Data provided section start

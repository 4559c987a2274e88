// SPDX-FileCopyrightText: 2026 Quarry Contributors
// SPDX-License-Identifier: MIT OR Apache-2.0

//! Credential lookup for provider construction.
//!
//! Credentials are addressed by environment-variable name. Production code
//! reads the process environment; tests inject an in-memory map. Values are
//! wrapped in [`SecretString`] as soon as they are read and never logged.

use std::collections::HashMap;

use quarry_core::ProviderKind;
use secrecy::{ExposeSecret, SecretString};

pub const OPENAI_API_KEY: &str = "OPENAI_API_KEY";
pub const GEMINI_API_KEY: &str = "GEMINI_API_KEY";
pub const ANTHROPIC_API_KEY: &str = "ANTHROPIC_API_KEY";
pub const GATEWAY_CLIENT_ID: &str = "AI_GATEWAY_CLIENT_ID";
pub const GATEWAY_CLIENT_SECRET: &str = "AI_GATEWAY_CLIENT_SECRET";
pub const GATEWAY_TOKEN_URL: &str = "AI_GATEWAY_TOKEN_URL";
pub const GATEWAY_ENDPOINT: &str = "AI_GATEWAY_ENDPOINT";
pub const GATEWAY_APP_KEY: &str = "AI_GATEWAY_APP_KEY";
pub const GATEWAY_API_VERSION: &str = "AI_GATEWAY_API_VERSION";
pub const GATEWAY_TIER: &str = "AI_GATEWAY_TIER";

/// A read-only source of credential values keyed by variable name.
pub trait CredentialSource: Send + Sync + std::fmt::Debug {
    /// Returns the value for `name`, or `None` when it is unset or empty.
    fn get(&self, name: &str) -> Option<SecretString>;

    /// Whether `name` resolves to a non-empty value.
    fn contains(&self, name: &str) -> bool {
        self.get(name).is_some()
    }
}

/// Reads credentials from the process environment.
#[derive(Debug, Default, Clone, Copy)]
pub struct EnvCredentials;

impl CredentialSource for EnvCredentials {
    fn get(&self, name: &str) -> Option<SecretString> {
        std::env::var(name)
            .ok()
            .filter(|v| !v.trim().is_empty())
            .map(SecretString::from)
    }
}

/// In-memory credentials, used by tests and embedders that manage secrets
/// themselves.
#[derive(Default)]
pub struct StaticCredentials {
    values: HashMap<String, String>,
}

impl StaticCredentials {
    pub fn new() -> Self {
        Self::default()
    }

    /// Builder-style insert.
    pub fn with(mut self, name: impl Into<String>, value: impl Into<String>) -> Self {
        self.values.insert(name.into(), value.into());
        self
    }

    pub fn insert(&mut self, name: impl Into<String>, value: impl Into<String>) {
        self.values.insert(name.into(), value.into());
    }
}

impl std::fmt::Debug for StaticCredentials {
    fn fmt(&self, f: &mut std::fmt::Formatter<'_>) -> std::fmt::Result {
        let mut names: Vec<&str> = self.values.keys().map(String::as_str).collect();
        names.sort_unstable();
        f.debug_struct("StaticCredentials")
            .field("names", &names)
            .finish()
    }
}

impl CredentialSource for StaticCredentials {
    fn get(&self, name: &str) -> Option<SecretString> {
        self.values
            .get(name)
            .filter(|v| !v.trim().is_empty())
            .map(|v| SecretString::from(v.clone()))
    }
}

/// The single variable whose presence marks a provider as configured.
pub fn identifying_var(kind: ProviderKind) -> Option<&'static str> {
    match kind {
        ProviderKind::OpenAi => Some(OPENAI_API_KEY),
        ProviderKind::Gemini => Some(GEMINI_API_KEY),
        ProviderKind::Anthropic => Some(ANTHROPIC_API_KEY),
        ProviderKind::Gateway => Some(GATEWAY_CLIENT_ID),
        ProviderKind::Mock => None,
    }
}

/// Every variable a provider needs before it can complete a request.
pub fn required_vars(kind: ProviderKind) -> &'static [&'static str] {
    match kind {
        ProviderKind::OpenAi => &[OPENAI_API_KEY],
        ProviderKind::Gemini => &[GEMINI_API_KEY],
        ProviderKind::Anthropic => &[ANTHROPIC_API_KEY],
        ProviderKind::Gateway => &[
            GATEWAY_CLIENT_ID,
            GATEWAY_CLIENT_SECRET,
            GATEWAY_TOKEN_URL,
            GATEWAY_ENDPOINT,
            GATEWAY_APP_KEY,
        ],
        ProviderKind::Mock => &[],
    }
}

/// Names of the required variables `source` cannot resolve for `kind`.
pub fn missing_vars(source: &dyn CredentialSource, kind: ProviderKind) -> Vec<String> {
    required_vars(kind)
        .iter()
        .filter(|name| !source.contains(name))
        .map(|name| (*name).to_string())
        .collect()
}

/// Resolves `name` to a plain string for non-secret settings such as URLs.
pub(crate) fn plain(source: &dyn CredentialSource, name: &str) -> Option<String> {
    source.get(name).map(|s| s.expose_secret().to_string())
}

#[cfg(test)]
mod tests {
    use super::*;

    #[test]
    fn static_credentials_treat_blank_as_missing() {
        let creds = StaticCredentials::new()
            .with(OPENAI_API_KEY, "sk-test")
            .with(GEMINI_API_KEY, "   ");
        assert!(creds.contains(OPENAI_API_KEY));
        assert!(!creds.contains(GEMINI_API_KEY));
        assert!(!creds.contains(ANTHROPIC_API_KEY));
    }

    #[test]
    fn debug_lists_names_only() {
        let creds = StaticCredentials::new().with(OPENAI_API_KEY, "sk-very-secret-value");
        let rendered = format!("{creds:?}");
        assert!(rendered.contains(OPENAI_API_KEY));
        assert!(!rendered.contains("sk-very-secret-value"));
    }

    #[test]
    fn gateway_reports_every_missing_var() {
        let creds = StaticCredentials::new()
            .with(GATEWAY_CLIENT_ID, "client")
            .with(GATEWAY_ENDPOINT, "https://gateway.example.com");
        let missing = missing_vars(&creds, ProviderKind::Gateway);
        assert_eq!(
            missing,
            vec![GATEWAY_CLIENT_SECRET, GATEWAY_TOKEN_URL, GATEWAY_APP_KEY]
        );
    }

    #[test]
    fn mock_needs_nothing() {
        assert!(missing_vars(&StaticCredentials::new(), ProviderKind::Mock).is_empty());
        assert_eq!(identifying_var(ProviderKind::Mock), None);
    }
}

Data provided section end

Search the records above for "None". Copy each line where it is found.

Answer space>
    /// Returns the value for `name`, or `None` when it is unset or empty.
        ProviderKind::Mock => None,
        assert_eq!(identifying_var(ProviderKind::Mock), None);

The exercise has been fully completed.